Torino

Personal information
- Full name: Vitorino Lopes Garcia
- Date of birth: 1 November 1948
- Place of birth: Pelotas, Rio Grande do Sul, Brazil
- Date of death: 19 March 2013 (aged 64)
- Place of death: Florianópolis, Brazil
- Position(s): Attacking midfielder

Youth career
- EC Hilaturas (futsal)
- Tejidos (futsal)
- Brasil de Pelotas (futsal)

Senior career*
- Years: Team / Apps / (Gls)
- 1966–1967: Brasil de Pelotas
- 1968–1970: Botafogo / 14 / (2)
- 1970: Olaria
- 1971–1972: Grêmio / 19 / (3)
- 1972: Sergipe / 13 / (2)
- 1973: Athletico Paranaense / 15 / (2)
- 1974: Grêmio / 20 / (3)
- 1974: Inter de Lages
- 1975: CSA / 12 / (0)
- 1975: Rio Negro
- 1975: Galícia
- 1976: Colorado
- 1976: Brasil de Pelotas
- 1976: Juventude
- 1977: Chapecoense
- 1978–1979: Coquimbo Unido / 55 / (11)
- 1980–1985: Deportes La Serena / 69 / (18)
- 1985: Chapecoense

Managerial career
- Figueirense (youth)
- Guarani de Palhoça (assistant)
- Canoinhas AC

= Torino (footballer) =

Brazilian footballer (1948–2013)

Vitorino Lopes Garcia (11 November 1948 – 19 March 2013), known as Torino, was a Brazilian footballer who played as an attacking midfielder for clubs in Brazil and Chile.

==Playing career==
Born in Pelotas, Brazil, as a youth player, Torino played futsal for the clubs EC Hilaturas, Tejidos and Brasil de Pelotas in his city of birth. He began his career in football with Brasil de Pelotas in 1966. With an extensive career in his country of birth, he stood out as a player of important clubs such as Botafogo, Grêmio, Athletico Paranaense, Juventude, Chapecoense, among others.

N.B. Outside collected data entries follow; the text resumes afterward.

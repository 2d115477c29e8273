//! HTTP pipeline for Azure Resource Manager requests.
//!
//! [`Pipeline`] applies the configuration's authorization policy and the
//! `api-version` query parameter to every request, sends it over `reqwest`,
//! and maps ARM error bodies to [`DataProtectionError`]. It performs no
//! retries; transport errors are returned to the caller unchanged.
//!
//! # Examples
//!
//! ```rust,no_run
//! use std::sync::Arc;
//! use azure_data_protection_core::auth::ManagementCredential;
//! use azure_data_protection_core::config::ClientConfiguration;
//! use azure_data_protection_core::pipeline::Pipeline;
//!
//! # async fn example() -> Result<(), Box<dyn std::error::Error>> {
//! let config = ClientConfiguration::builder()
//!     .credential(ManagementCredential::developer_tools()?)
//!     .subscription_id("00000000-0000-0000-0000-000000000000")
//!     .build()?;
//!
//! let pipeline = Pipeline::new(Arc::new(config))?;
//! let response = pipeline
//!     .get("/providers/Microsoft.DataProtection/operations", "2021-07-01")
//!     .await?;
//! println!("{}", response.status());
//! # Ok(())
//! # }
//! ```

use std::sync::Arc;

use reqwest::header::AUTHORIZATION;
use reqwest::{Client as HttpClient, Method, RequestBuilder, Response};
use url::Url;

use crate::config::ClientConfiguration;
use crate::error::{DataProtectionError, DataProtectionResult};

/// Query parameter carrying the REST API version.
pub const API_VERSION_PARAM: &str = "api-version";

/// `User-Agent` sent by the default HTTP client.
pub const USER_AGENT: &str = concat!("azsdk-rust-data-protection/", env!("CARGO_PKG_VERSION"));

/// Maximum length for error messages to prevent sensitive data leaks.
const MAX_ERROR_MESSAGE_LEN: usize = 1000;

const REDACTED: &str = "[REDACTED]";

/// Prefixes whose following value is a secret: bearer tokens and SAS signatures.
const SECRET_MARKERS: [&str; 2] = ["Bearer ", "sig="];

/// Authenticated request pipeline shared by every operation group.
///
/// The pipeline is cheaply cloneable and can be shared across threads.
#[derive(Debug, Clone)]
pub struct Pipeline {
    http: HttpClient,
    config: Arc<ClientConfiguration>,
}

impl Pipeline {
    /// Create a pipeline with an HTTP client built from the configuration's
    /// timeouts.
    pub fn new(config: Arc<ClientConfiguration>) -> DataProtectionResult<Self> {
        let http = HttpClient::builder()
            .connect_timeout(config.connect_timeout())
            .timeout(config.read_timeout())
            .user_agent(USER_AGENT)
            .build()?;

        Ok(Self { http, config })
    }

    /// Create a pipeline around a caller-supplied HTTP client.
    ///
    /// **Note:** the configuration's timeouts are ignored in this case.
    pub fn with_http_client(config: Arc<ClientConfiguration>, http: HttpClient) -> Self {
        Self { http, config }
    }

    pub fn config(&self) -> &Arc<ClientConfiguration> {
        &self.config
    }

    /// Build the full URL for an ARM path, tagged with `api_version`.
    pub fn url(&self, path: &str, api_version: &str) -> DataProtectionResult<Url> {
        let mut url = self.config.url(path)?;
        url.query_pairs_mut()
            .append_pair(API_VERSION_PARAM, api_version);
        Ok(url)
    }

    /// Send a GET request.
    pub async fn get(&self, path: &str, api_version: &str) -> DataProtectionResult<Response> {
        let url = self.url(path, api_version)?;
        self.execute(self.http.request(Method::GET, url)).await
    }

    /// Send a GET request to an absolute URL, such as a `nextLink`, which
    /// already carries its `api-version`.
    pub async fn get_url(&self, url: Url) -> DataProtectionResult<Response> {
        self.execute(self.http.request(Method::GET, url)).await
    }

    /// Send a PUT request with a JSON body.
    pub async fn put<T: serde::Serialize + ?Sized>(
        &self,
        path: &str,
        api_version: &str,
        body: &T,
    ) -> DataProtectionResult<Response> {
        let url = self.url(path, api_version)?;
        self.execute(self.http.request(Method::PUT, url).json(body))
            .await
    }

    /// Send a PATCH request with a JSON body.
    pub async fn patch<T: serde::Serialize + ?Sized>(
        &self,
        path: &str,
        api_version: &str,
        body: &T,
    ) -> DataProtectionResult<Response> {
        let url = self.url(path, api_version)?;
        self.execute(self.http.request(Method::PATCH, url).json(body))
            .await
    }

    /// Send a POST request with a JSON body.
    pub async fn post<T: serde::Serialize + ?Sized>(
        &self,
        path: &str,
        api_version: &str,
        body: &T,
    ) -> DataProtectionResult<Response> {
        let url = self.url(path, api_version)?;
        self.execute(self.http.request(Method::POST, url).json(body))
            .await
    }

    /// Send a DELETE request.
    pub async fn delete(&self, path: &str, api_version: &str) -> DataProtectionResult<Response> {
        let url = self.url(path, api_version)?;
        self.execute(self.http.request(Method::DELETE, url)).await
    }

    async fn execute(&self, request: RequestBuilder) -> DataProtectionResult<Response> {
        let auth = self
            .config
            .authorization_policy()
            .authorization_header()
            .await?;

        let response = request.header(AUTHORIZATION, auth).send().await?;
        tracing::trace!(status = response.status().as_u16(), url = %response.url(), "response received");

        Self::check_response(response).await
    }

    /// Check the response status and return an error if not successful.
    async fn check_response(response: Response) -> DataProtectionResult<Response> {
        if response.status().is_success() {
            return Ok(response);
        }

        let status = response.status().as_u16();
        let body = response.text().await.unwrap_or_default();

        // ARM error envelope: {"error": {"code": "...", "message": "..."}}
        if let Ok(error) = serde_json::from_str::<serde_json::Value>(&body) {
            if let Some(err_obj) = error.get("error") {
                return Err(DataProtectionError::Api {
                    code: err_obj
                        .get("code")
                        .and_then(|c| c.as_str())
                        .unwrap_or("unknown")
                        .to_string(),
                    message: truncate_message(
                        err_obj
                            .get("message")
                            .and_then(|m| m.as_str())
                            .unwrap_or(&body),
                    ),
                });
            }
        }

        Err(DataProtectionError::http(status, truncate_message(&body)))
    }
}

fn is_secret_delimiter(c: char) -> bool {
    c.is_whitespace() || matches!(c, '"' | '\'' | ',' | '&')
}

/// Replace bearer tokens and SAS signatures with `[REDACTED]`.
pub(crate) fn sanitize_error_message(msg: &str) -> String {
    let mut result = msg.to_string();

    for marker in SECRET_MARKERS {
        let mut search_start = 0;
        while let Some(relative_pos) = result[search_start..].find(marker) {
            let value_start = search_start + relative_pos + marker.len();
            let value_end = result[value_start..]
                .find(is_secret_delimiter)
                .map(|pos| value_start + pos)
                .unwrap_or(result.len());

            if value_end > value_start && !result[value_start..].starts_with(REDACTED) {
                result.replace_range(value_start..value_end, REDACTED);
                search_start = value_start + REDACTED.len();
            } else {
                search_start = value_end;
            }
        }
    }

    result
}

/// Sanitize, then cap the message at [`MAX_ERROR_MESSAGE_LEN`] bytes.
pub(crate) fn truncate_message(msg: &str) -> String {
    let sanitized = sanitize_error_message(msg);

    if sanitized.len() <= MAX_ERROR_MESSAGE_LEN {
        return sanitized;
    }

    let mut end = MAX_ERROR_MESSAGE_LEN;
    while !sanitized.is_char_boundary(end) {
        end -= 1;
    }
    format!("{}... (truncated)", &sanitized[..end])
}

He also had stints with Olaria, Sergipe, Inter de Lages, CSA, Rio Negro, Galícia and Colorado.

On 17 June 1972, he took part of the Gaúcho team alongside players such as Elías Figueroa, Everaldo and Atilio Ancheta, in a match against the Brazil national team in Estádio Beira-Rio, which is well-remembered by the most attendance in the stadium history.

As a player of Botafogo, he won the 1968 Campeonato Brasileiro (Taça Brasil).

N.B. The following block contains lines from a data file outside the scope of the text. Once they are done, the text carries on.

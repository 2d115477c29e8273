//! Integration tests for azure_data_protection.
//!
//! These tests require a live Azure subscription and a signed-in Azure CLI.
//! Run with: `cargo test --features integration-tests`
//!
//! Required environment variables:
//! - `AZURE_SUBSCRIPTION_ID`: The subscription to query
//! - `AZURE_DATA_PROTECTION_RESOURCE_GROUP`: A resource group to list vaults in
//!
//! Optional:
//! - `AZURE_DATA_PROTECTION_VAULT`: A backup vault whose policies and jobs are listed

#![cfg(feature = "integration-tests")]

use azure_data_protection::DataProtectionClient;
use azure_data_protection_core::auth::ManagementCredential;
use azure_data_protection_core::config::ClientConfiguration;
use azure_data_protection_core::version::Profile;

fn get_client() -> DataProtectionClient {
    let config = ClientConfiguration::builder()
        .credential(ManagementCredential::azure_cli().expect("Azure CLI credential"))
        .build()
        .expect("AZURE_SUBSCRIPTION_ID not set");

    DataProtectionClient::new(config).expect("Failed to build client")
}

fn get_resource_group() -> String {
    std::env::var("AZURE_DATA_PROTECTION_RESOURCE_GROUP")
        .expect("AZURE_DATA_PROTECTION_RESOURCE_GROUP not set")
}

#[tokio::test]
async fn test_list_provider_operations() {
    let client = get_client();

    let operations = client
        .operations()
        .expect("operations group")
        .list()
        .await
        .expect("list operations");

    assert!(operations.iter().any(|op| op
        .name
        .as_deref()
        .is_some_and(|name| name.starts_with("Microsoft.DataProtection/"))));
}

#[tokio::test]
async fn test_list_vaults() {
    let client = get_client();
    let resource_group = get_resource_group();
    let vaults = client.backup_vaults().expect("backup_vaults group");

    let in_group = vaults
        .list_in_resource_group(&resource_group)
        .await
        .expect("list vaults in resource group");
    let in_subscription = vaults
        .list_in_subscription()
        .await
        .expect("list vaults in subscription");

    assert!(in_subscription.len() >= in_group.len());
}

#[tokio::test]
async fn test_vault_children_with_pinned_version() {
    let Ok(vault_name) = std::env::var("AZURE_DATA_PROTECTION_VAULT") else {
        return;
    };
    let resource_group = get_resource_group();

    let config = ClientConfiguration::builder()
        .credential(ManagementCredential::azure_cli().expect("Azure CLI credential"))
        .profile(Profile::new("pinned").pin("jobs", "2021-01-01"))
        .build()
        .expect("AZURE_SUBSCRIPTION_ID not set");
    let client = DataProtectionClient::new(config).expect("Failed to build client");

    let vault = client
        .backup_vaults()
        .expect("backup_vaults group")
        .get(&resource_group, &vault_name)
        .await
        .expect("get vault");
    assert_eq!(vault.name.as_deref(), Some(vault_name.as_str()));

    client
        .backup_policies()
        .expect("backup_policies group")
        .list(&resource_group, &vault_name)
        .await
        .expect("list policies");

    let jobs = client.jobs().expect("jobs group");
    assert_eq!(jobs.context().api_version(), "2021-01-01");
    jobs.list(&resource_group, &vault_name)
        .await
        .expect("list jobs");
}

In 1978, he emigrated to Chile and signed with Coquimbo Unido in the top division by recommendation of Elías Figueroa, alongside his compatriot Benê. A year later, Liminha joined the club recommended by Torino. They three are well remembered by his seasons together in the squad.

In 1980, he switched to the traditional rival, Deportes La Serena, staying with them until 1985, returning to his homeland the same year to play for Chapecoense for six months.

==Coaching career==
Torino started a football academy in Florianópolis. Since his death, it has been managed by his son.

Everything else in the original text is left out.